**The problem**
When a line below contains the string "shapes", show that line.

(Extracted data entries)
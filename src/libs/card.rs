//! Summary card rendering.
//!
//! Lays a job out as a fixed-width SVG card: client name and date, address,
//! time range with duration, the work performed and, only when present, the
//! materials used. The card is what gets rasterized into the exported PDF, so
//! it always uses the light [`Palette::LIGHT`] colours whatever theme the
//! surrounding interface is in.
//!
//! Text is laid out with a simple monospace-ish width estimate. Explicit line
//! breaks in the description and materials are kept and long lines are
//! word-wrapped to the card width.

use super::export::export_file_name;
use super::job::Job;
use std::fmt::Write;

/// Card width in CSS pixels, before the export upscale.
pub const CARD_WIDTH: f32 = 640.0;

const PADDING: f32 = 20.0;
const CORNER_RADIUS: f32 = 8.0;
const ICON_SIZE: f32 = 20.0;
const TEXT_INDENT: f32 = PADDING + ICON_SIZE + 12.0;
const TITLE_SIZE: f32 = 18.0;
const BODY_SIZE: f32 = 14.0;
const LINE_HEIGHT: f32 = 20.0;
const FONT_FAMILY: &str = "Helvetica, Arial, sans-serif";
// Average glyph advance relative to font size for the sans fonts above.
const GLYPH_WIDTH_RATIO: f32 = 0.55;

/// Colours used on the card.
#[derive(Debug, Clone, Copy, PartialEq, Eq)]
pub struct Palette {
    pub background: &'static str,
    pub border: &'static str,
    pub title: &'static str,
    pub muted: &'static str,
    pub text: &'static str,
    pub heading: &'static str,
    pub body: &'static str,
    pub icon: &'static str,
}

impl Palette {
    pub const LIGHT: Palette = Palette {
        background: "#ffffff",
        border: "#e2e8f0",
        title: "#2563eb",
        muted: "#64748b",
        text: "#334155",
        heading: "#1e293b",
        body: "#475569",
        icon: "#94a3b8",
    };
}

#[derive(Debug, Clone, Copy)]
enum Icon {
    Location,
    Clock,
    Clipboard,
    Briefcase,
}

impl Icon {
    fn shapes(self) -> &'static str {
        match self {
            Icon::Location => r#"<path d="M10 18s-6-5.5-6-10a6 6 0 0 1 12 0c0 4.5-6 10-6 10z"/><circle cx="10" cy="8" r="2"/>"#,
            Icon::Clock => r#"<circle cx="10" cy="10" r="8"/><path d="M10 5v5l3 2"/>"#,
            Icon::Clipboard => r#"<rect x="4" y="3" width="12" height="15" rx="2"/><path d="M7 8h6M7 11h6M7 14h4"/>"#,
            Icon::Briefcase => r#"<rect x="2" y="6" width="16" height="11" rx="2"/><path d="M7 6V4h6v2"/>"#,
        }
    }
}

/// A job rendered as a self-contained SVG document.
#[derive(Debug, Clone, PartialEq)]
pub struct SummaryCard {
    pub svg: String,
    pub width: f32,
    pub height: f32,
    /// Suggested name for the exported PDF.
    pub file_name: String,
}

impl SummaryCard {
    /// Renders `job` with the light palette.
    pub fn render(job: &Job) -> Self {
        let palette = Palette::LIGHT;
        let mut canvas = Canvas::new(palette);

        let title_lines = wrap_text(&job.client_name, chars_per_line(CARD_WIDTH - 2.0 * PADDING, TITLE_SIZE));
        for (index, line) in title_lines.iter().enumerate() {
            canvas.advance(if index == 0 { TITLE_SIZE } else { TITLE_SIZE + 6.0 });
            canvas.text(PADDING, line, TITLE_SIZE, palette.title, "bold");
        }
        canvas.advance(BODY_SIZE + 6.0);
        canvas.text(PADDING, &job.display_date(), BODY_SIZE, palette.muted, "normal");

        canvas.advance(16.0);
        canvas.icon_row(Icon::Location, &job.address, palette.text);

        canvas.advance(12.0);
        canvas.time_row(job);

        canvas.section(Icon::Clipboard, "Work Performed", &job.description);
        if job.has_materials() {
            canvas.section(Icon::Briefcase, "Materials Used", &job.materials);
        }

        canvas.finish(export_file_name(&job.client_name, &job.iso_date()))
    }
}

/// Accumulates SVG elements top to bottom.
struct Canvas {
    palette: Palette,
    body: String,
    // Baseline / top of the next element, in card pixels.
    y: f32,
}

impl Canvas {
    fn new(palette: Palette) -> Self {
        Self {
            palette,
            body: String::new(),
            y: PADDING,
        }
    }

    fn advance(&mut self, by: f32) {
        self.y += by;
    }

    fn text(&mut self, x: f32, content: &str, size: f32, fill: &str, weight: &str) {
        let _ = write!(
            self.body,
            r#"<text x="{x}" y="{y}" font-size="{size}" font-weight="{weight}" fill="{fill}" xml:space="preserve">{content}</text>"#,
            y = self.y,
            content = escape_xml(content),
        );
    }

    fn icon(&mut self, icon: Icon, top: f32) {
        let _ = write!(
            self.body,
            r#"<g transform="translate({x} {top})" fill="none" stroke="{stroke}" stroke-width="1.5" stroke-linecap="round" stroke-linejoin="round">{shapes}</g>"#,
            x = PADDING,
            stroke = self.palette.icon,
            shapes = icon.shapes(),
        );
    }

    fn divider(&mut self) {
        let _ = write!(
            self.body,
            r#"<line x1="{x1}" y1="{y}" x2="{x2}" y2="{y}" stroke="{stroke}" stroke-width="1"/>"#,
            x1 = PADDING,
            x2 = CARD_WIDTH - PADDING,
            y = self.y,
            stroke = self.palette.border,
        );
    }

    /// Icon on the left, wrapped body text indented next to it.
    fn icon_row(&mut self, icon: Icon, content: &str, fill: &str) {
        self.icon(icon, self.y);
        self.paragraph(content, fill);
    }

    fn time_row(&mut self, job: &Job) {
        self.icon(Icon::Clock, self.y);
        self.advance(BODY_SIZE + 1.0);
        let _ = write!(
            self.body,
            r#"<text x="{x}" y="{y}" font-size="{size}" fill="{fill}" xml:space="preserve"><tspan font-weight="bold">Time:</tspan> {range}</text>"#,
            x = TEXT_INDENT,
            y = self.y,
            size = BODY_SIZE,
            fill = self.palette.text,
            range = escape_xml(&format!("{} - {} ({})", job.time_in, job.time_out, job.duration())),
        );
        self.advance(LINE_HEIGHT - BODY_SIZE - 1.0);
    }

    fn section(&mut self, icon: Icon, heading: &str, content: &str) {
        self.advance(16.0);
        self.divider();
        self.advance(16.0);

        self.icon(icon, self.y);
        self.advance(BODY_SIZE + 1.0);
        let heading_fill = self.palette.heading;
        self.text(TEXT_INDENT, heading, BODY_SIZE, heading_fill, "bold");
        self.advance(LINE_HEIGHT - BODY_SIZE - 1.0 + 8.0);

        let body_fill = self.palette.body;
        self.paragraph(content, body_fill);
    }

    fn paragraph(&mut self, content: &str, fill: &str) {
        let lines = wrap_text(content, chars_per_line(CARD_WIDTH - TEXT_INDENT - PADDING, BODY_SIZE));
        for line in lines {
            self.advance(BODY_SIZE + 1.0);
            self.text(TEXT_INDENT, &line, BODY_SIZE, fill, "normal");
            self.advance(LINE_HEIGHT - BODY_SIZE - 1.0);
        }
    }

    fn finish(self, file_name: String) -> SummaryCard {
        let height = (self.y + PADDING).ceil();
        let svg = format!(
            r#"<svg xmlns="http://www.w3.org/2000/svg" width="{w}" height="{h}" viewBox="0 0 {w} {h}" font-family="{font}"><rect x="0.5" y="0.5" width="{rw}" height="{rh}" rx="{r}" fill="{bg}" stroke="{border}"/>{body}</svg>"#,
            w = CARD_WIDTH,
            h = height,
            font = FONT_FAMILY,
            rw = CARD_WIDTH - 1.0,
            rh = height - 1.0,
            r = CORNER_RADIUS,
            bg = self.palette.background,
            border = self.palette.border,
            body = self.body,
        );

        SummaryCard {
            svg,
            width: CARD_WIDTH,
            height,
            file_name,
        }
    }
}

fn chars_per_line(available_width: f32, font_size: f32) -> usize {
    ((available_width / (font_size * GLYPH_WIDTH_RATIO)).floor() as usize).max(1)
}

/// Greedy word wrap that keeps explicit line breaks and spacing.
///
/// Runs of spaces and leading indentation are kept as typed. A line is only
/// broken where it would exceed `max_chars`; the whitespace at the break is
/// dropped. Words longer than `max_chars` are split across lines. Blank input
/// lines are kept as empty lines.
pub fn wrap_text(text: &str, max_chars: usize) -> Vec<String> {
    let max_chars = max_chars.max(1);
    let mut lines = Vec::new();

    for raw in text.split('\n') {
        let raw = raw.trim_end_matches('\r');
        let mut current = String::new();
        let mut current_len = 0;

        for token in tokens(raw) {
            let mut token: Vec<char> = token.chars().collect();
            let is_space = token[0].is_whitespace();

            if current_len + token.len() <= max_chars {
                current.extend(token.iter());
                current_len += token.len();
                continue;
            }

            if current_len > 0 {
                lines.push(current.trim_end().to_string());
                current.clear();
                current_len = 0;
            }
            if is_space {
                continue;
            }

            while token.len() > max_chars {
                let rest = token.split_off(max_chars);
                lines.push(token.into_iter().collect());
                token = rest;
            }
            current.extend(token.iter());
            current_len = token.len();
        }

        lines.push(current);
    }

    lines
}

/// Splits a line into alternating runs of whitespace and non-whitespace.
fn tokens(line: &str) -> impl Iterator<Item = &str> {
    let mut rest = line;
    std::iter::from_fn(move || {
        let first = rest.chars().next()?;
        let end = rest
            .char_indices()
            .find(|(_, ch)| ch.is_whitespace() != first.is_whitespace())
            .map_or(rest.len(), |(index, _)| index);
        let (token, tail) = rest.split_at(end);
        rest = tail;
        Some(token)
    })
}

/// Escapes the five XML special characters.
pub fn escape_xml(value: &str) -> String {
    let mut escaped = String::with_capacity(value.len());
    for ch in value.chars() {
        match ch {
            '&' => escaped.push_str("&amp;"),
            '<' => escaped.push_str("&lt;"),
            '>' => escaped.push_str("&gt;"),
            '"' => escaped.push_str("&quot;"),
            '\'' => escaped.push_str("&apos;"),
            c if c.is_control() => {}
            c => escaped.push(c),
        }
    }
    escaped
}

**Output**
    fn shapes(self) -> &'static str {
            r#"<g transform="translate({x} {top})" fill="none" stroke="{stroke}" stroke-width="1.5" stroke-linecap="round" stroke-linejoin="round">{shapes}</g>"#,
            shapes = icon.shapes(),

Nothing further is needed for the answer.